Deferral under this Plan.  Notwithstanding anything contained herein to the contrary, if any portion of any incentive award which would otherwise be payable to a “covered individual” (within the meaning of Section 162(m) of the Code) is not deductible by reason of Section 162(m) of the Code, such portion shall automatically be deferred under this Plan.  All such deferred amounts shall be credited with compounded interest equal to the prime rate, applied on the last day of each calendar quarter.  The deferred incentive award amounts and interest shall be paid to the covered individual in a lump sum on the first regularly scheduled payroll date of
 

Tropical Shipping following the six month anniversary of the covered individual’s separation from service.

 
Retirement, Death or Termination

The participant whose employment with the Company terminates by reason of retirement, death or disability during a performance period shall be entitled to the prorated value of the earned incentive for that performance period determined by the Committee at the conclusion of the defined performance period.  The proration will be based on the ratio of the calendar months employed during the period to the total months of the performance period.

If the participant separates from service with the Company during a performance period for any reason other than retirement, death or disability, no target incentive award will be made to the participant for that performance period, unless otherwise determined by the Committee in its sole discretion.  The Company will have no further obligation to the employee under the terms of this Plan, other than for any previously deferred amounts and related interest in accordance with the provisions in the “Deferral under this Plan” section above.


Taxes

Under current tax laws, the participant will be liable to pay income tax at ordinary income tax rates at the time he receives a payment under the Plan.


Plan Amendments and Administration

The Plan may be amended or terminated at any time by the Committee except that no such change shall affect any target incentive award earned in part or in total but not yet distributed.

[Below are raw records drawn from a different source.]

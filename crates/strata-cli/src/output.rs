//! Output management and formatting.

use std::io::{self, IsTerminal};
use std::time::Duration;

use console::Term;
use indicatif::{ProgressBar, ProgressStyle};
use owo_colors::OwoColorize;
use serde::Serialize;

use crate::cli::global::{GlobalArgs, OutputFormat};
use crate::config::AppConfig;
use crate::error::{CliError, CliResult};

/// Manages CLI output based on configuration.
pub struct OutputManager {
    resolved_format: OutputFormat,
    quiet: bool,
    no_color: bool,
    term: Term,
}

impl OutputManager {
    /// Build an `OutputManager` from parsed CLI flags and loaded config.
    ///
    /// An explicit `--output-format` wins over `output.format`; `auto`
    /// resolves to Human on a terminal and Plain otherwise.
    pub fn new(args: &GlobalArgs, config: &AppConfig) -> Self {
        let requested = match args.output_format {
            OutputFormat::Auto => parse_format(&config.output.format),
            explicit => explicit,
        };

        let resolved_format = match requested {
            OutputFormat::Auto if io::stdout().is_terminal() => OutputFormat::Human,
            OutputFormat::Auto => OutputFormat::Plain,
            other => other,
        };

        Self {
            resolved_format,
            quiet: args.quiet,
            no_color: args.no_color
                || config.output.no_color
                || resolved_format != OutputFormat::Human,
            term: Term::stdout(),
        }
    }

    // ── Public write methods ───────────────────────────────────────────────

    /// Generic message; suppressed in quiet and JSON modes.
    pub fn print(&self, msg: &str) -> io::Result<()> {
        if self.is_silent() {
            return Ok(());
        }
        self.term.write_line(msg)
    }

    /// Success indicator: `✓ <msg>`.
    pub fn success(&self, msg: &str) -> io::Result<()> {
        if self.is_silent() {
            return Ok(());
        }
        let line = if self.no_color {
            format!("\u{2713} {msg}") // ✓
        } else {
            format!("{} {}", "\u{2713}".green().bold(), msg.green())
        };
        self.term.write_line(&line)
    }

    /// Warning indicator: `⚠ <msg>`.
    pub fn warning(&self, msg: &str) -> io::Result<()> {
        if self.is_silent() {
            return Ok(());
        }
        let line = if self.no_color {
            format!("\u{26a0} {msg}") // ⚠
        } else {
            format!("{} {}", "\u{26a0}".yellow().bold(), msg.yellow())
        };
        self.term.write_line(&line)
    }

    /// Informational indicator: `ℹ <msg>`.
    pub fn info(&self, msg: &str) -> io::Result<()> {
        if self.is_silent() {
            return Ok(());
        }
        let line = if self.no_color {
            format!("\u{2139} {msg}") // ℹ
        } else {
            format!("{} {}", "\u{2139}".blue().bold(), msg.blue())
        };
        self.term.write_line(&line)
    }

    /// Bold cyan header line.
    pub fn header(&self, text: &str) -> io::Result<()> {
        if self.is_silent() {
            return Ok(());
        }
        let line = if self.no_color {
            text.to_owned()
        } else {
            text.cyan().bold().to_string()
        };
        self.term.write_line(&line)
    }

    /// Pretty JSON document on stdout. Never suppressed.
    pub fn json<T: Serialize>(&self, value: &T) -> CliResult<()> {
        let text = serde_json::to_string_pretty(value).map_err(|e| CliError::Serialization {
            message: "Failed to serialise JSON output".into(),
            source: e,
        })?;
        self.term.write_line(&text)?;
        Ok(())
    }

    /// Spinner on stderr; hidden unless the output is for humans.
    pub fn spinner(&self, msg: impl Into<String>) -> ProgressBar {
        if self.is_silent() || self.resolved_format != OutputFormat::Human {
            return ProgressBar::hidden();
        }

        let spinner = ProgressBar::new_spinner();
        if let Ok(style) = ProgressStyle::with_template("{spinner:.cyan} {msg}") {
            spinner.set_style(style);
        }
        spinner.set_message(msg.into());
        spinner.enable_steady_tick(Duration::from_millis(80));
        spinner
    }

    // ── Accessors ─────────────────────────────────────────────────────────

    /// The resolved (non-Auto) output format.
    pub fn format(&self) -> OutputFormat {
        self.resolved_format
    }

    /// Whether prompts can be shown.
    pub fn is_interactive(&self) -> bool {
        self.resolved_format == OutputFormat::Human
            && !self.quiet
            && io::stdin().is_terminal()
            && self.term.is_term()
    }

    fn is_silent(&self) -> bool {
        self.quiet || self.resolved_format == OutputFormat::Json
    }
}

fn parse_format(value: &str) -> OutputFormat {
    match value.to_ascii_lowercase().as_str() {
        "human" => OutputFormat::Human,
        "plain" => OutputFormat::Plain,
        "json" => OutputFormat::Json,
        _ => OutputFormat::Auto,
    }
}

// ── tests ─────────────────────────────────────────────────────────────────────

#[cfg(test)]
mod tests {
    use super::*;

    fn make_manager(quiet: bool, format: OutputFormat) -> OutputManager {
        let args = GlobalArgs {
            verbose: 0,
            quiet,
            no_color: false,
            config: None,
            output_format: format,
        };
        OutputManager::new(&args, &AppConfig::default())
    }

    #[test]
    fn quiet_suppresses_print() {
        let out = make_manager(true, OutputFormat::Plain);
        assert!(out.print("hello").is_ok());
        assert!(out.is_silent());
        assert!(!out.is_interactive());
    }

    #[test]
    fn explicit_format_wins_over_config() {
        let mut config = AppConfig::default();
        config.output.format = "json".into();
        let args = GlobalArgs {
            verbose: 0,
            quiet: false,
            no_color: false,
            config: None,
            output_format: OutputFormat::Plain,
        };
        assert_eq!(OutputManager::new(&args, &config).format(), OutputFormat::Plain);
    }

    #[test]
    fn config_format_applies_to_auto() {
        let mut config = AppConfig::default();
        config.output.format = "json".into();
        let args = GlobalArgs {
            verbose: 0,
            quiet: false,
            no_color: false,
            config: None,
            output_format: OutputFormat::Auto,
        };
        assert_eq!(OutputManager::new(&args, &config).format(), OutputFormat::Json);
    }

    #[test]
    fn plain_and_json_never_prompt_or_spin() {
        for format in [OutputFormat::Plain, OutputFormat::Json] {
            let out = make_manager(false, format);
            assert!(!out.is_interactive());
            assert!(out.spinner("working").is_hidden());
        }
    }

    #[test]
    fn unserialisable_json_is_an_internal_error() {
        use std::collections::BTreeMap;

        let out = make_manager(false, OutputFormat::Json);
        let keyed_by_list = BTreeMap::from([(vec![1u8], 1u8)]);
        let err = out.json(&keyed_by_list).unwrap_err();
        assert!(matches!(err, CliError::Serialization { .. }));
        assert_eq!(err.exit_code(), 1);
    }

    #[test]
    fn format_names_parse_case_insensitively() {
        assert_eq!(parse_format("Plain"), OutputFormat::Plain);
        assert_eq!(parse_format("whatever"), OutputFormat::Auto);
    }
}
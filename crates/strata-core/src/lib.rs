//! Strata Core - Hexagonal Architecture Implementation
//!
//! This crate provides the domain and application layers for Strata, a tool
//! that generates the layered CRUD skeleton of one entity (entity, repository,
//! service contract and implementation, controller, support classes) into a
//! target directory.
//!
//! ## Architecture Overview
//!
//! ```text
//! ┌─────────────────────────────────────────┐
//! │            strata-cli (CLI)             │
//! │   (Prompts, flags, config, reporting)   │
//! └──────────────────┬──────────────────────┘
//!                    │ calls
//!                    ▼
//! ┌─────────────────────────────────────────┐
//! │         Application Services            │
//! │          (GenerationService)            │
//! │   Plans, fans out, aggregates failures  │
//! └──────────────────┬──────────────────────┘
//!                    │ uses
//!                    ▼
//! ┌─────────────────────────────────────────┐
//! │      Application Ports (Traits)         │
//! │    (Driven: Filesystem, Renderer)       │
//! └──────────────────┬──────────────────────┘
//!                    │ implemented by
//!                    ▼
//! ┌─────────────────────────────────────────┐
//! │    strata-adapters (Infrastructure)     │
//! │ (LocalFilesystem, JavaRenderer, etc)    │
//! └─────────────────────────────────────────┘
//!                    │
//!                    ▼
//! ┌─────────────────────────────────────────┐
//! │         Domain Layer (Pure Logic)       │
//! │  (ResolvedParameters, DirectoryPlan,    │
//! │   ArtifactPlan, MethodSelection)        │
//! └─────────────────────────────────────────┘
//! ```
//!
//! ## Usage
//!
//! ```rust,no_run
//! use std::sync::Arc;
//! use strata_core::prelude::*;
//!
//! # async fn run(
//! #     filesystem: Arc<dyn Filesystem>,
//! #     renderer: Arc<dyn ArtifactRenderer>,
//! # ) -> StrataResult<()> {
//! let params = ResolvedParameters::resolve(RawChoices {
//!     entity_name: "order".into(),
//!     target_directory: "/work/src/main/java/com/shop".into(),
//!     id_type: "long".into(),
//!     methods: MethodSelection::from_catalog(&["findAll", "findById"])?,
//!     use_util_class: true,
//!     use_result_proc: false,
//! })?;
//!
//! let service = GenerationService::new(filesystem, renderer);
//! let report = service.generate(params).await?;
//! println!("{} files written", report.written.len());
//! # Ok(())
//! # }
//! ```

pub mod domain;

pub mod application;

pub mod error;

// Public API - what external crates should use
pub mod prelude {
    pub use crate::application::{
        GenerationPlan, GenerationReport, GenerationService,
        ports::{ArtifactRenderer, Filesystem, WriteOutcome},
    };
    pub use crate::domain::{
        ArtifactKind, ArtifactPlan, DirectoryPlan, GenerationTask, IdType, MethodDescriptor,
        MethodSelection, OutputDirectory, RawChoices, RenderContext, ResolvedParameters,
        SupportBundle, WriteMode,
    };
    pub use crate::error::{StrataError, StrataResult};
}
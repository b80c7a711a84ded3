//! Built-in Java sources.
//!
//! Every template starts with `{{PACKAGE}}{{IMPORTS}}`; both expand to an
//! empty string or to complete lines followed by a blank line.

pub const ENTITY: &str = r#"{{PACKAGE}}{{IMPORTS}}@Entity
@Table(name = "{{ENTITY_SNAKE}}")
public class {{ENTITY}} {

    @Id
    @GeneratedValue(strategy = GenerationType.IDENTITY)
    private {{ID_TYPE_BOXED}} id;

    public {{ID_TYPE_BOXED}} getId() {
        return id;
    }

    public void setId({{ID_TYPE_BOXED}} id) {
        this.id = id;
    }
}
"#;

pub const REPOSITORY: &str = r#"{{PACKAGE}}{{IMPORTS}}@Repository
public interface {{ENTITY}}Repository extends JpaRepository<{{ENTITY}}, {{ID_TYPE_BOXED}}> {
}
"#;

pub const SERVICE_INTERFACE: &str = r#"{{PACKAGE}}{{IMPORTS}}public interface I{{ENTITY}}Service {
{{METHODS}}}
"#;

pub const SERVICE_IMPL: &str = r#"{{PACKAGE}}{{IMPORTS}}@Service
public class {{ENTITY}}ServiceImpl implements I{{ENTITY}}Service {

    private final {{ENTITY}}Repository repository;

    public {{ENTITY}}ServiceImpl({{ENTITY}}Repository repository) {
        this.repository = repository;
    }
{{METHODS}}}
"#;

pub const CONTROLLER: &str = r#"{{PACKAGE}}{{IMPORTS}}@RestController
@RequestMapping("/{{ENTITY_KEBAB}}")
public class {{ENTITY}}Controller {

    private final I{{ENTITY}}Service service;

    public {{ENTITY}}Controller(I{{ENTITY}}Service service) {
        this.service = service;
    }
{{METHODS}}}
"#;

pub const SEARCH_PAGINATION: &str = r#"{{PACKAGE}}{{IMPORTS}}public class SearchPagination {

    private int page = 0;
    private int size = 20;
    private String sortBy = "id";
    private Sort.Direction direction = Sort.Direction.ASC;

    public Pageable toPageable() {
        return PageRequest.of(page, size, Sort.by(direction, sortBy));
    }

    public int getPage() {
        return page;
    }

    public void setPage(int page) {
        this.page = page;
    }

    public int getSize() {
        return size;
    }

    public void setSize(int size) {
        this.size = size;
    }

    public String getSortBy() {
        return sortBy;
    }

    public void setSortBy(String sortBy) {
        this.sortBy = sortBy;
    }

    public Sort.Direction getDirection() {
        return direction;
    }

    public void setDirection(Sort.Direction direction) {
        this.direction = direction;
    }
}
"#;

pub const RESULT_WRAPPER: &str = r#"{{PACKAGE}}{{IMPORTS}}public class ResultProc<T> {

    private final boolean success;
    private final String message;
    private final T data;

    private ResultProc(boolean success, String message, T data) {
        this.success = success;
        this.message = message;
        this.data = data;
    }

    public static <T> ResultProc<T> ok(T data) {
        return new ResultProc<>(true, null, data);
    }

    public static <T> ResultProc<T> fail(String message) {
        return new ResultProc<>(false, message, null);
    }

    public boolean isSuccess() {
        return success;
    }

    public String getMessage() {
        return message;
    }

    public T getData() {
        return data;
    }
}
"#;

pub const GENERIC_UTIL: &str = r#"{{PACKAGE}}{{IMPORTS}}public final class Util {

    private Util() {
    }

    public static boolean isBlank(String value) {
        return value == null || value.trim().isEmpty();
    }

    public static <T> T orDefault(T value, T fallback) {
        return value != null ? value : fallback;
    }
}
"#;

pub const CONTROLLER_EXCEPTION_HANDLER: &str = r#"{{PACKAGE}}{{IMPORTS}}@RestControllerAdvice
public class ControllerExceptionHandler {

    @ExceptionHandler(EntityNotFoundException.class)
    public ResponseEntity<ErrorMessage> handleNotFound(EntityNotFoundException ex) {
        return build(HttpStatus.NOT_FOUND, ex.getMessage());
    }

    @ExceptionHandler(UnsavedEntityException.class)
    public ResponseEntity<ErrorMessage> handleUnsaved(UnsavedEntityException ex) {
        return build(HttpStatus.BAD_REQUEST, ex.getMessage());
    }

    @ExceptionHandler(ErrorProcessingException.class)
    public ResponseEntity<ErrorMessage> handleProcessing(ErrorProcessingException ex) {
        return build(HttpStatus.INTERNAL_SERVER_ERROR, ex.getMessage());
    }

    private ResponseEntity<ErrorMessage> build(HttpStatus status, String message) {
        return ResponseEntity.status(status).body(new ErrorMessage(status.value(), message));
    }
}
"#;

pub const ERROR_MESSAGE: &str = r#"{{PACKAGE}}{{IMPORTS}}public class ErrorMessage {

    private final int status;
    private final String message;
    private final LocalDateTime timestamp;

    public ErrorMessage(int status, String message) {
        this.status = status;
        this.message = message;
        this.timestamp = LocalDateTime.now();
    }

    public int getStatus() {
        return status;
    }

    public String getMessage() {
        return message;
    }

    public LocalDateTime getTimestamp() {
        return timestamp;
    }
}
"#;

pub const UNSAVED_ENTITY_EXCEPTION: &str = r#"{{PACKAGE}}{{IMPORTS}}public class UnsavedEntityException extends RuntimeException {

    public UnsavedEntityException(String message) {
        super(message);
    }

    public UnsavedEntityException(String message, Throwable cause) {
        super(message, cause);
    }
}
"#;

pub const ERROR_PROCESSING_EXCEPTION: &str = r#"{{PACKAGE}}{{IMPORTS}}public class ErrorProcessingException extends RuntimeException {

    public ErrorProcessingException(String message) {
        super(message);
    }

    public ErrorProcessingException(String message, Throwable cause) {
        super(message, cause);
    }
}
"#;

pub const ENTITY_NOT_FOUND_EXCEPTION: &str = r#"{{PACKAGE}}{{IMPORTS}}public class EntityNotFoundException extends RuntimeException {

    public EntityNotFoundException(String entity, Object id) {
        super(entity + " with id " + id + " not found");
    }
}
"#;

// ── Method fragments ──────────────────────────────────────────────────────────
//
// Rendered with the same context as the enclosing class. `{{NOT_FOUND}}` is
// the expression thrown for a missing id, `{{DOC}}` the method description.

pub mod interface {
    pub const FIND_ALL: &str = r#"
    /** {{DOC}} */
    List<{{ENTITY}}> findAll();
"#;

    pub const FIND_BY_ID: &str = r#"
    /** {{DOC}} */
    {{ENTITY}} findById({{ID_TYPE_BOXED}} id);
"#;

    pub const SEARCH_PAGINATED: &str = r#"
    /** {{DOC}} */
    Page<{{ENTITY}}> search(SearchPagination pagination);
"#;

    pub const SEARCH_PAGEABLE: &str = r#"
    /** {{DOC}} */
    Page<{{ENTITY}}> search(Pageable pageable);
"#;

    pub const SAVE: &str = r#"
    /** {{DOC}} */
    {{ENTITY}} save({{ENTITY}} {{ENTITY_CAMEL}});
"#;

    pub const UPDATE: &str = r#"
    /** {{DOC}} */
    {{ENTITY}} update({{ID_TYPE_BOXED}} id, {{ENTITY}} {{ENTITY_CAMEL}});
"#;

    pub const DELETE: &str = r#"
    /** {{DOC}} */
    void delete({{ID_TYPE_BOXED}} id);
"#;
}

pub mod service_impl {
    pub const FIND_ALL: &str = r#"
    @Override
    public List<{{ENTITY}}> findAll() {
        return repository.findAll();
    }
"#;

    pub const FIND_BY_ID: &str = r#"
    @Override
    public {{ENTITY}} findById({{ID_TYPE_BOXED}} id) {
        return repository.findById(id)
                .orElseThrow(() -> {{NOT_FOUND}});
    }
"#;

    pub const SEARCH_PAGINATED: &str = r#"
    @Override
    public Page<{{ENTITY}}> search(SearchPagination pagination) {
        return repository.findAll(pagination.toPageable());
    }
"#;

    pub const SEARCH_PAGEABLE: &str = r#"
    @Override
    public Page<{{ENTITY}}> search(Pageable pageable) {
        return repository.findAll(pageable);
    }
"#;

    pub const SAVE: &str = r#"
    @Override
    public {{ENTITY}} save({{ENTITY}} {{ENTITY_CAMEL}}) {
        return repository.save({{ENTITY_CAMEL}});
    }
"#;

    pub const UPDATE: &str = r#"
    @Override
    public {{ENTITY}} update({{ID_TYPE_BOXED}} id, {{ENTITY}} {{ENTITY_CAMEL}}) {
        if (!repository.existsById(id)) {
            throw {{NOT_FOUND}};
        }
        {{ENTITY_CAMEL}}.setId(id);
        return repository.save({{ENTITY_CAMEL}});
    }
"#;

    pub const DELETE: &str = r#"
    @Override
    public void delete({{ID_TYPE_BOXED}} id) {
        repository.deleteById(id);
    }
"#;
}

/// Controller endpoints answering with `ResponseEntity`.
pub mod controller {
    pub const FIND_ALL: &str = r#"
    @GetMapping
    public ResponseEntity<List<{{ENTITY}}>> findAll() {
        return ResponseEntity.ok(service.findAll());
    }
"#;

    pub const FIND_BY_ID: &str = r#"
    @GetMapping("/{id}")
    public ResponseEntity<{{ENTITY}}> findById(@PathVariable {{ID_TYPE_BOXED}} id) {
        return ResponseEntity.ok(service.findById(id));
    }
"#;

    pub const SEARCH: &str = r#"
    @PostMapping("/search")
    public ResponseEntity<Page<{{ENTITY}}>> search(@RequestBody SearchPagination pagination) {
        return ResponseEntity.ok(service.search(pagination));
    }
"#;

    pub const SAVE: &str = r#"
    @PostMapping
    public ResponseEntity<{{ENTITY}}> save(@RequestBody {{ENTITY}} {{ENTITY_CAMEL}}) {
        return ResponseEntity.status(HttpStatus.CREATED).body(service.save({{ENTITY_CAMEL}}));
    }
"#;

    pub const UPDATE: &str = r#"
    @PutMapping("/{id}")
    public ResponseEntity<{{ENTITY}}> update(@PathVariable {{ID_TYPE_BOXED}} id, @RequestBody {{ENTITY}} {{ENTITY_CAMEL}}) {
        return ResponseEntity.ok(service.update(id, {{ENTITY_CAMEL}}));
    }
"#;

    pub const DELETE: &str = r#"
    @DeleteMapping("/{id}")
    public ResponseEntity<Void> delete(@PathVariable {{ID_TYPE_BOXED}} id) {
        service.delete(id);
        return ResponseEntity.noContent().build();
    }
"#;
}

/// Controller endpoints answering with `ResultProc`.
pub mod wrapped_controller {
    pub const FIND_ALL: &str = r#"
    @GetMapping
    public ResultProc<List<{{ENTITY}}>> findAll() {
        return ResultProc.ok(service.findAll());
    }
"#;

    pub const FIND_BY_ID: &str = r#"
    @GetMapping("/{id}")
    public ResultProc<{{ENTITY}}> findById(@PathVariable {{ID_TYPE_BOXED}} id) {
        return ResultProc.ok(service.findById(id));
    }
"#;

    pub const SEARCH: &str = r#"
    @GetMapping("/search")
    public ResultProc<Page<{{ENTITY}}>> search(Pageable pageable) {
        return ResultProc.ok(service.search(pageable));
    }
"#;

    pub const SAVE: &str = r#"
    @PostMapping
    public ResultProc<{{ENTITY}}> save(@RequestBody {{ENTITY}} {{ENTITY_CAMEL}}) {
        return ResultProc.ok(service.save({{ENTITY_CAMEL}}));
    }
"#;

    pub const UPDATE: &str = r#"
    @PutMapping("/{id}")
    public ResultProc<{{ENTITY}}> update(@PathVariable {{ID_TYPE_BOXED}} id, @RequestBody {{ENTITY}} {{ENTITY_CAMEL}}) {
        return ResultProc.ok(service.update(id, {{ENTITY_CAMEL}}));
    }
"#;

    pub const DELETE: &str = r#"
    @DeleteMapping("/{id}")
    public ResultProc<Void> delete(@PathVariable {{ID_TYPE_BOXED}} id) {
        service.delete(id);
        return ResultProc.ok(null);
    }
"#;
}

Notwithstanding the foregoing, in its sole discretion, the Committee may change the performance objectives for any performance period at any time during the performance period, under such circumstances as the Committee determines, including, but not limited to, the following:

1.  
Recapitalizations.

2.  
Changes in laws, regulations and accounting practices which distort the relationship between actual performance and established performance objectives.

3.  
Changes which result from significant changes in strategy compared to the business and financial plan on which the Plan is based, such as size or mix of capital expenditures, or a major acquisition or certain reserve adjustments, and which are deemed necessary or desirable to carry out the intent of the Plan by the Committee.
 

General Provisions

The general provisions of the Plan are as follows:
1.  
The grant of a long-term performance target incentive award shall not affect Tropical Shipping’s right to terminate the participant’s employment at any time with or without cause.

2.  
The participant’s right under the grant of a long-term performance target incentive award shall not be assignable.

3.  
The Participant shall be permitted to designate, in a manner and form prescribed by the Committee, a beneficiary who will receive the prorated award and any deferred amounts and related interest in the event of the participant’s death.

4.  
The grant of a long-term performance target incentive award in any year shall not imply a right to participate in the Long-Term Performance Incentive Plan in future years.
 
5.  
All determinations of the Committee shall be final and binding on the participant and Tropical Shipping.